━━ Information shown
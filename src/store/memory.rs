//! Process-local record store.

use parking_lot::RwLock;

use super::{remove_key, sections_to_lines, RecordStore, Sections, StoreError, StoreLine};

/// Record store kept entirely in memory
#[derive(Debug, Default)]
pub struct MemoryStore {
    sections: RwLock<Sections>,
}

impl MemoryStore {
    pub fn new() -> Self {
        Self::default()
    }
}

impl RecordStore for MemoryStore {
    fn get(&self, section: &str, key: &str) -> Result<Option<String>, StoreError> {
        Ok(self
            .sections
            .read()
            .get(section)
            .and_then(|entries| entries.get(key))
            .cloned())
    }

    fn set(&self, section: &str, key: &str, value: &str) -> Result<(), StoreError> {
        self.sections
            .write()
            .entry(section.to_string())
            .or_default()
            .insert(key.to_string(), value.to_string());
        Ok(())
    }

    fn delete(&self, section: &str) -> Result<(), StoreError> {
        self.sections.write().remove(section);
        Ok(())
    }

    fn remove(&self, section: &str, key: &str) -> Result<(), StoreError> {
        remove_key(&mut self.sections.write(), section, key);
        Ok(())
    }

    fn list_lines(&self, section: Option<&str>) -> Result<Vec<StoreLine>, StoreError> {
        Ok(sections_to_lines(&self.sections.read(), section))
    }
}

#[cfg(test)]
mod tests {
    use super::*;

    #[test]
    fn test_set_get_delete() {
        let store = MemoryStore::new();
        assert_eq!(store.get("globals", "next_id").unwrap(), None);

        store.set("globals", "next_id", "4").unwrap();
        assert_eq!(store.get("globals", "next_id").unwrap().as_deref(), Some("4"));

        store.delete("globals").unwrap();
        assert_eq!(store.get("globals", "next_id").unwrap(), None);
        // deleting again is fine
        store.delete("globals").unwrap();
    }

    #[test]
    fn test_remove_single_key() {
        let store = MemoryStore::new();
        store.set("pool/1", "10.0.0.0", "t0").unwrap();
        store.set("pool/1", "10.0.0.1", "t1").unwrap();

        store.remove("pool/1", "10.0.0.0").unwrap();
        store.remove("pool/1", "10.0.0.9").unwrap();

        let lines = store.list_lines(Some("pool/1")).unwrap();
        assert_eq!(lines.len(), 1);
        assert_eq!(lines[0].key, "10.0.0.1");
    }
}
━━━━
§ **Requirement**: Reproduce exactly, and only, the lines from the start of the entries through the one that contains "fn remove(&self, section: &str, key: &str)".

§ **Task response**:
filename src/store/memory.rs
//! Process-local record store.

use parking_lot::RwLock;

use super::{remove_key, sections_to_lines, RecordStore, Sections, StoreError, StoreLine};

/// Record store kept entirely in memory
#[derive(Debug, Default)]
pub struct MemoryStore {
    sections: RwLock<Sections>,
}

impl MemoryStore {
    pub fn new() -> Self {
        Self::default()
    }
}

impl RecordStore for MemoryStore {
    fn get(&self, section: &str, key: &str) -> Result<Option<String>, StoreError> {
        Ok(self
            .sections
            .read()
            .get(section)
            .and_then(|entries| entries.get(key))
            .cloned())
    }

    fn set(&self, section: &str, key: &str, value: &str) -> Result<(), StoreError> {
        self.sections
            .write()
            .entry(section.to_string())
            .or_default()
            .insert(key.to_string(), value.to_string());
        Ok(())
    }

    fn delete(&self, section: &str) -> Result<(), StoreError> {
        self.sections.write().remove(section);
        Ok(())
    }

    fn remove(&self, section: &str, key: &str) -> Result<(), StoreError> {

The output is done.